I got a really bad cold on the last day so spent the time before the airport feeling like my head was stuffed with foliage and just wanting to sit down and stare a lot. I have been to the doctors since I came back and have been given steroids to give me strength to hack up the shit sitting on my chest, so it turns out I was actually REALLY ill. I felt a bit bad about making it shit for my aunt, but I don’t think she minded. We had a 3 hour long lunch on the last day at the Kampa Modern Art museum restaurant which is on a balcony overlooking the river. It was a lovely day and we had creative modern art salads which were delicious. We had Mojitos and good pudding and espresso and sat on a soft settee- it was a really nice time.
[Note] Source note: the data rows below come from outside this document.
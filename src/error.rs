//! Error types for the run control plane.

use crate::policy::PolicyDenial;

/// Configuration errors raised while resolving settings from the environment.
#[derive(Debug, thiserror::Error)]
pub enum ConfigError {
    #[error("Invalid value for {key}: {message}")]
    InvalidValue { key: String, message: String },

    #[error("Signature trust configuration missing: set a key path or an identity and issuer")]
    MissingTrustConfig,
}

/// Errors reported by the container platform boundary.
#[derive(Debug, thiserror::Error)]
pub enum PlatformError {
    #[error("Sandbox not found: {sandbox_id}")]
    NotFound { sandbox_id: String },

    #[error("Sandbox creation failed: {reason}")]
    CreationFailed { reason: String },

    #[error("Platform unavailable: {reason}")]
    Unavailable { reason: String },
}

/// Errors reported by a signature verifier.
#[derive(Debug, thiserror::Error)]
pub enum VerifyError {
    #[error(transparent)]
    Config(#[from] ConfigError),

    #[error("Failed to launch verifier: {0}")]
    Spawn(String),

    #[error("Verifier exited with {status}: {output}")]
    Rejected { status: String, output: String },

    #[error("Could not parse verifier output: {0}")]
    MalformedOutput(String),

    #[error("Verifier returned no signatures")]
    NoSignatures,

    #[error("Verifier output is missing the manifest digest")]
    MissingDigest,
}

/// Errors surfaced by run operations to the transport layer.
///
/// `UpstreamUnavailable` and `Internal` carry detail for logging only; the
/// transport never echoes it back to callers.
#[derive(Debug, thiserror::Error)]
pub enum RunError {
    #[error("Invalid request: {0}")]
    Validation(String),

    #[error("Policy denied: {0}")]
    PolicyDenied(Box<PolicyDenial>),

    #[error("Run not found: {run_id}")]
    NotFound { run_id: String },

    #[error("Tool '{tool_name}' is not allowed for run {run_id}")]
    ToolForbidden { run_id: String, tool_name: String },

    #[error("Upstream unavailable: {reason}")]
    UpstreamUnavailable { reason: String },

    #[error("Internal error: {reason}")]
    Internal { reason: String },
}

impl From<PolicyDenial> for RunError {
    fn from(denial: PolicyDenial) -> Self {
        Self::PolicyDenied(Box::new(denial))
    }
}
//! runguard - Main entry point.

use std::sync::Arc;
use std::time::Duration;

use clap::Parser;
use tracing_subscriber::{EnvFilter, layer::SubscriberExt, util::SubscriberInitExt};

use runguard::{
    audit::TracingAuditSink,
    config::Config,
    orchestrator::{ApiState, RunApi, RunOrchestrator},
    platform::DockerPlatform,
    policy::{CosignVerifier, PolicyEnforcer},
};

/// How long shutdown waits for pending sandbox cleanups.
const CLEANUP_GRACE: Duration = Duration::from_secs(30);

#[derive(Parser, Debug)]
#[command(name = "runguard")]
#[command(about = "Control plane for policy-gated, short-lived sandboxed runs")]
#[command(version)]
struct Args {
    /// Emit logs as JSON lines
    #[arg(long, env = "RUNNER_JSON_LOGS")]
    json_logs: bool,
}

#[tokio::main]
async fn main() -> anyhow::Result<()> {
    let args = Args::parse();

    let env_filter = EnvFilter::try_from_default_env()
        .unwrap_or_else(|_| EnvFilter::new("runguard=info,tower_http=info"));
    let registry = tracing_subscriber::registry().with(env_filter);
    if args.json_logs {
        registry
            .with(tracing_subscriber::fmt::layer().json())
            .init();
    } else {
        registry
            .with(tracing_subscriber::fmt::layer().with_target(true))
            .init();
    }

    let config = Config::from_env()?;
    tracing::info!(
        namespace = %config.runner.namespace,
        runtime_class = %config.runner.runtime_class,
        require_signature = config.policy.require_signature,
        registries = ?config.policy.allowlisted_registries,
        "Loaded configuration"
    );

    let platform = Arc::new(DockerPlatform::new());
    let verifier = Arc::new(CosignVerifier::new(config.policy.cosign_binary.clone()));
    let enforcer = PolicyEnforcer::new(config.policy.clone(), verifier);
    let orchestrator = Arc::new(RunOrchestrator::new(
        config.runner.clone(),
        enforcer,
        platform.clone(),
        Arc::new(TracingAuditSink),
    )?);

    let listener = tokio::net::TcpListener::bind(config.runner.addr).await?;
    let state = ApiState {
        orchestrator: Arc::clone(&orchestrator),
        request_timeout: config.runner.request_timeout(),
    };
    RunApi::serve(listener, state, shutdown_signal()).await?;

    tracing::info!("Server stopped, flushing sandbox cleanup");
    orchestrator.shutdown(CLEANUP_GRACE).await;
    platform.shutdown().await;

    Ok(())
}

/// Resolves on Ctrl-C or SIGTERM.
async fn shutdown_signal() {
    let ctrl_c = async {
        if let Err(e) = tokio::signal::ctrl_c().await {
            tracing::error!("Failed to listen for Ctrl-C: {}", e);
            std::future::pending::<()>().await;
        }
    };

    #[cfg(unix)]
    let terminate = async {
        match tokio::signal::unix::signal(tokio::signal::unix::SignalKind::terminate()) {
            Ok(mut signal) => {
                signal.recv().await;
            }
            Err(e) => {
                tracing::error!("Failed to listen for SIGTERM: {}", e);
                std::future::pending::<()>().await;
            }
        }
    };

    #[cfg(not(unix))]
    let terminate = std::future::pending::<()>();

    tokio::select! {
        _ = ctrl_c => {}
        _ = terminate => {}
    }
    tracing::info!("Shutdown signal received");
}
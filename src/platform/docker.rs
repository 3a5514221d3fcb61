//! Docker-backed sandbox platform.
//!
//! Each sandbox is one container. Namespaces are modelled as a label, and a
//! container whose namespace label does not match is treated as absent.
//! Docker has no native lifetime bound, so every created container gets a
//! deadline task that kills it once its lifetime elapses.
//!
//! Container creation runs on a tracked task, so a caller that gives up
//! mid-launch never orphans a container: the task removes what it created.

use std::collections::{HashMap, HashSet};
use std::future::Future;
use std::sync::{Arc, Mutex};

use async_trait::async_trait;
use bollard::Docker;
use bollard::container::{
    Config, CreateContainerOptions, InspectContainerOptions, KillContainerOptions, LogsOptions,
    RemoveContainerOptions,
};
use bollard::image::CreateImageOptions;
use bollard::models::{ContainerInspectResponse, ContainerStateStatusEnum, HostConfig};
use futures::TryStreamExt;
use tokio::sync::{RwLock, oneshot};
use tokio_util::sync::CancellationToken;
use tokio_util::task::TaskTracker;

use crate::error::PlatformError;
use crate::platform::{ImagePullPolicy, SandboxPlatform, SandboxSpec, SandboxStatus};

/// Label carrying the namespace a container belongs to.
const NAMESPACE_LABEL: &str = "runguard.namespace";

/// Manages sandbox containers through the Docker Engine API.
pub struct DockerPlatform {
    /// Cached Docker connection (created on first use).
    docker: Arc<RwLock<Option<Docker>>>,
    /// Containers killed because their lifetime ran out.
    expired: Arc<Mutex<HashSet<String>>>,
    deadlines: TaskTracker,
    shutdown: CancellationToken,
}

impl Default for DockerPlatform {
    fn default() -> Self {
        Self::new()
    }
}
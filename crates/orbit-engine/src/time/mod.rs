//! Frame timing.
//!
//! One `FrameClock` per render loop; `tick()` once per presented frame.

mod frame_clock;

pub use frame_clock::{FrameClock, FrameTime};
use orbit_engine::device::StartupError;
use orbit_engine::logging::init_logging;
use two_triangles::DemoConfig;

fn main() {
    let config = DemoConfig::default();
    init_logging(config.logging.clone());

    if let Err(e) = two_triangles::run(config) {
        eprintln!("{e:#}");
        std::process::exit(StartupError::EXIT_CODE);
    }
}
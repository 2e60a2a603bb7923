use std::fmt::Debug;
use std::ops::Range;

use anyhow::Result;
use glam::Mat4;

use crate::shader::ProgramSource;

#[derive(Debug, Copy, Clone, Eq, PartialEq)]
pub enum BlendFactor {
    Zero,
    One,
    SrcAlpha,
    OneMinusSrcAlpha,
}

/// Source/destination factors for `dst = src * s + dst * d`.
#[derive(Debug, Copy, Clone, Eq, PartialEq)]
pub struct BlendFunc {
    pub src: BlendFactor,
    pub dst: BlendFactor,
}

impl BlendFunc {
    /// Classic "over" blending for straight alpha.
    pub const ALPHA: BlendFunc = BlendFunc {
        src: BlendFactor::SrcAlpha,
        dst: BlendFactor::OneMinusSrcAlpha,
    };
}

/// Fixed pipeline state applied once after startup.
#[derive(Debug, Copy, Clone, PartialEq)]
pub struct PipelineState {
    pub clear_color: [f32; 4],
    pub blend: Option<BlendFunc>,
    pub depth_test: bool,
}

/// Float vertex attribute sourced from an array buffer.
#[derive(Debug, Copy, Clone, Eq, PartialEq)]
pub struct VertexAttrib {
    pub index: u32,
    pub components: i32,
    pub normalized: bool,
    /// Bytes between consecutive vertices; 0 means tightly packed.
    pub stride: i32,
    pub offset: i32,
}

impl VertexAttrib {
    /// Tightly packed, non-normalized `vec3` at `index`.
    pub const fn packed_vec3(index: u32) -> Self {
        Self {
            index,
            components: 3,
            normalized: false,
            stride: 0,
            offset: 0,
        }
    }
}

/// The slice of OpenGL the renderer uses.
///
/// Handles are plain copyable names; the implementor does not track
/// ownership. Whoever creates an object is responsible for deleting it exactly
/// once, with the context current.
pub trait GpuApi {
    type VertexArray: Copy + Debug;
    type Buffer: Copy + Debug;
    type Program: Copy + Debug;
    type Uniform: Debug;

    fn create_vertex_array(&mut self) -> Result<Self::VertexArray>;
    fn bind_vertex_array(&mut self, vao: Self::VertexArray);
    fn delete_vertex_array(&mut self, vao: Self::VertexArray);

    /// Creates an array buffer and uploads `bytes` with static usage.
    fn create_static_buffer(&mut self, bytes: &[u8]) -> Result<Self::Buffer>;
    fn delete_buffer(&mut self, buffer: Self::Buffer);

    /// Compiles both stages and links them. Stage objects do not outlive the call.
    fn create_program(&mut self, source: &ProgramSource) -> Result<Self::Program>;
    fn delete_program(&mut self, program: Self::Program);
    fn uniform_location(&mut self, program: Self::Program, name: &str) -> Option<Self::Uniform>;

    fn apply_pipeline_state(&mut self, state: &PipelineState);
    fn clear(&mut self);

    fn enable_attrib(&mut self, buffer: Self::Buffer, attrib: &VertexAttrib);
    fn disable_attrib(&mut self, index: u32);

    fn use_program(&mut self, program: Self::Program);
    /// Uploads a column-major matrix to a uniform of the program in use.
    fn set_uniform_mat4(&mut self, uniform: &Self::Uniform, value: &Mat4);
    fn draw_triangles(&mut self, vertices: Range<i32>);
}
Anyway, I feel like I could drivel on for ages about my time but I have been writing for so long now that I feel like I can’t differentiate between what actually might be of interest to anyone else and what’s just a stream of stoned consciousness- which this may well all be anyway! What about if I just say this… Other main highlight’s included having a Pork Escalope topped with a perfectly square bit of ham, buying a hand carved Marionette puppet, a boat ride down the river at night and a weird midnight feast in our room involving Saucrout (?) and cheese triangles. It was a good time-it made me happy and inspired.
I’m going to spend the rest of this evening sitting and not thinking of food, as I’m on a diet and I am determined to make temptation my bitch. I’m all about sensations it seems and The Lindt intense mint just wasn’t enough.